What happens when a reporter has the willpower and tenacity to try to overcome a serial killer’s refusal to communicate?
Seattle Times staff writer Rowe chronicles her dogged search to learn about convicted serial killer Kendall Francois, who killed eight female prostitutes in Poughkeepsie, New York, and stashed their bodies in the home he shared with his parents and sister. Francois, it seems, communicated with Rowe, via letters and a few face-to-face meetings, simply in an attempt to draw her into a relationship of some sort. For a while, it worked. Rowe sought a greater understanding of what separates a killer from the rest of us and, specifically, from herself. Francois’ refusal to discuss the murders he committed means the book is light on the meat of the crimes it covers, but it becomes obvious as the story progresses that at some point Rowe became as interested in investigating her own passage into adulthood as her subject’s interior life. Her childhood and difficult relationship with her mother and boyfriend become increasingly important narrative fodder, while her communications with Francois fade into the background.
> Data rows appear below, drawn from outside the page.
use colored::Color;

pub const PRIMARY: Color = Color::TrueColor { r: 120, g: 200, b: 255 };
pub const ACCENT: Color = Color::TrueColor { r: 255, g: 190, b: 80 };
pub const SEPARATOR: Color = Color::TrueColor { r: 110, g: 110, b: 110 };
pub const TEXT_DEFAULT: Color = Color::TrueColor { r: 220, g: 220, b: 220 };

pub const IPV4_ADDR: Color = Color::TrueColor { r: 130, g: 220, b: 130 };
pub const IPV4_PREFIX: Color = Color::TrueColor { r: 90, g: 160, b: 90 };
pub const IPV6_ADDR: Color = Color::TrueColor { r: 200, g: 150, b: 255 };
pub const IPV6_PREFIX: Color = Color::TrueColor { r: 150, g: 110, b: 200 };
pub const MAC_ADDR: Color = Color::TrueColor { r: 255, g: 160, b: 200 };

/// Drops the alpha channel of an ARGB value.
pub fn from_argb(argb: u32) -> Color {
    Color::TrueColor {
        r: (argb >> 16) as u8,
        g: (argb >> 8) as u8,
        b: argb as u8,
    }
}
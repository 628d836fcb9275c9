use std::collections::BTreeMap;
use std::net::IpAddr;
use std::sync::{Arc, Mutex, PoisonError};
use std::time::{Duration, Instant};

use anyhow::Context;
use clap::Args;
use colored::*;
use sweepr_common::config::{Config, ListenMode};
use sweepr_core::mdns::DEFAULT_PROBE;
use sweepr_core::{DeviceFound, Engine, Mdns, ScannerViewer};
use sweepr_protocols::mdns::{Answer, MDNS_PORT, RecordData};
use tracing::{debug, info};

use crate::terminal::{colors, network_fmt, print, spinner::Spinner};

const POLL_INTERVAL: Duration = Duration::from_millis(250);
const SERIAL_KEYS: &[&str] = &["serial", "sn", "serialnumber", "mac", "deviceid"];

#[derive(Args)]
pub struct DiscoverArgs {
    /// Service or host name to resolve, e.g. _ipp._tcp.local (repeatable)
    #[arg(short, long = "service")]
    pub services: Vec<String>,

    /// Seconds to wait for answers
    #[arg(short, long, default_value_t = 5)]
    pub timeout: u64,

    /// Also probe every host of each private subnet
    #[arg(long)]
    pub sweep: bool,

    /// Bind one socket per interface address instead of one wildcard socket
    #[arg(long)]
    pub per_interface: bool,

    /// Local port of the wildcard socket (0 picks a free one)
    #[arg(short, long, default_value_t = 0)]
    pub port: u16,
}

/// Collects devices and echoes each new one as it arrives.
#[derive(Default)]
struct TerminalViewer {
    label: Mutex<Option<ColoredString>>,
    devices: Mutex<BTreeMap<(IpAddr, String), DeviceFound>>,
}

impl TerminalViewer {
    fn count(&self) -> usize {
        self.devices.lock().unwrap_or_else(PoisonError::into_inner).len()
    }

    fn take_devices(&self) -> Vec<DeviceFound> {
        std::mem::take(&mut *self.devices.lock().unwrap_or_else(PoisonError::into_inner))
            .into_values()
            .collect()
    }
}

impl ScannerViewer for TerminalViewer {
    fn device_found(&self, device: &DeviceFound) {
        let key = (device.address, device.device_type.clone());
        let fresh: bool = self
            .devices
            .lock()
            .unwrap_or_else(PoisonError::into_inner)
            .insert(key, device.clone())
            .is_none();
        if fresh {
            let label = self
                .label
                .lock()
                .unwrap_or_else(PoisonError::into_inner)
                .clone()
                .unwrap_or_else(|| device.protocol.normal());
            info!("{label} {} {}", device.address, device.device_type);
        }
    }

    fn format_protocol(&self, name: &str, color: u32) {
        let label: ColoredString = format!(" {name} ").white().on_color(colors::from_argb(color));
        *self.label.lock().unwrap_or_else(PoisonError::into_inner) = Some(label);
    }
}

pub async fn discover(args: DiscoverArgs) -> anyhow::Result<()> {
    let config: Config = Config {
        listen_mode: if args.per_interface {
            ListenMode::PerInterface
        } else {
            ListenMode::Global
        },
        global_port: args.port,
        ..Config::default()
    };
    let engine: Engine<Mdns> =
        Engine::with_config(Mdns::new().context("building the mDNS probe")?, config)?;

    let viewer: Arc<TerminalViewer> = Arc::new(TerminalViewer::default());
    engine.register_viewer(viewer.clone());

    let services: Vec<String> = if args.services.is_empty() {
        vec![DEFAULT_PROBE.to_string()]
    } else {
        args.services.clone()
    };
    for service in services {
        let viewer: Arc<TerminalViewer> = viewer.clone();
        engine
            .protocol()
            .register_domain(service, move |trigger: &str, answers: &[Answer]| {
                for device in devices_from(Mdns::NAME, trigger, answers) {
                    viewer.device_found(&device);
                }
            });
    }

    engine.start().context("starting listeners")?;
    for (kind, addr) in engine.listening_on() {
        debug!("{kind} listener on {addr}");
    }

    let start_time: Instant = Instant::now();
    engine.scan().context("sending mDNS queries")?;
    if args.sweep {
        engine
            .active_scan(MDNS_PORT)
            .await
            .context("starting the subnet sweep")?;
    }

    wait_for_answers(&viewer, Duration::from_secs(args.timeout)).await;

    if args.sweep {
        if let Some(sent) = engine.wait_scan().await {
            info!("Sweep sent {sent} probe(s)");
        }
    }
    engine.shutdown().await;

    print_devices(viewer.take_devices(), start_time.elapsed());
    Ok(())
}

async fn wait_for_answers(viewer: &TerminalViewer, timeout: Duration) {
    let spinner: Spinner = Spinner::start("Waiting for answers...");
    let deadline: Instant = Instant::now() + timeout;

    while Instant::now() < deadline {
        tokio::select! {
            _ = tokio::time::sleep(POLL_INTERVAL) => {}
            _ = tokio::signal::ctrl_c() => {
                info!("Interrupted");
                break;
            }
        }
        spinner.set_message(format!(
            "Identified {} device(s) so far...",
            viewer.count().to_string().green().bold()
        ));
    }
}

/// Turns one answer set into device reports, one per announced address.
///
/// The type is the instance the trigger points at (or the trigger itself);
/// the serial comes from a well-known TXT key, falling back to the host name.
fn devices_from(protocol: &str, trigger: &str, answers: &[Answer]) -> Vec<DeviceFound> {
    let device_type: String = answers
        .iter()
        .find(|a| a.name == trigger)
        .and_then(|a| a.domain())
        .unwrap_or(trigger)
        .to_string();

    let serial_from_txt: Option<String> = answers
        .iter()
        .filter_map(Answer::texts)
        .flatten()
        .find_map(|entry| {
            let (key, value) = entry.split_once('=')?;
            SERIAL_KEYS
                .contains(&key.to_ascii_lowercase().as_str())
                .then(|| value.to_string())
        });

    answers
        .iter()
        .filter_map(|answer| {
            let address: IpAddr = match answer.data {
                RecordData::A(v4) if !v4.is_unspecified() => IpAddr::V4(v4),
                RecordData::Aaaa(v6) if !v6.is_unspecified() => IpAddr::V6(v6),
                _ => return None,
            };
            Some(DeviceFound {
                protocol: protocol.to_string(),
                version: 1,
                address,
                device_type: device_type.clone(),
                serial: serial_from_txt.clone().unwrap_or_else(|| answer.name.clone()),
            })
        })
        .collect()
}

fn print_devices(mut devices: Vec<DeviceFound>, total_time: Duration) {
    if devices.is_empty() {
        print::header("zero devices detected");
        print::no_results();
        return;
    }

    print::header("mdns discovery");
    devices.sort_by_key(|d| d.address);
    for (idx, device) in devices.iter().enumerate() {
        let rows: Vec<(String, ColoredString)> = vec![
            network_fmt::ip_to_key_value_pair(device.address),
            ("Serial".to_string(), device.serial.normal()),
            ("Protocol".to_string(), format!("{} v{}", device.protocol, device.version).normal()),
        ];
        print::tree(idx, &device.device_type, &rows);
        if idx + 1 != devices.len() {
            print::blank();
        }
    }

    let found: ColoredString = format!("{} device(s)", devices.len()).bold().green();
    let elapsed: ColoredString = format!("{:.2}s", total_time.as_secs_f64()).bold().yellow();
    print::fat_separator();
    print::print_status(format!("Discovery complete: {found} identified in {elapsed}"));
}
It is unclear whether Rowe sees herself as the spider or the fly in this strange, tense relationship, but the hunt was ineffectual in either case. The author never got her exclusive story, and Francois never achieved the deep, meaningful relationship he tried to force. Rowe’s engaging prose means the pages practically turn themselves, regardless of the disappointing end to the exchange. However, some readers may be frustrated with how to view the book: as a twisted coming-of-age memoir or the chronicle of a determined hunt for a killer’s motive.
Uneven but capably written. Rowe leaves readers wishing for a more satisfying solution to one puzzle while feeling relief in the resolution of the other.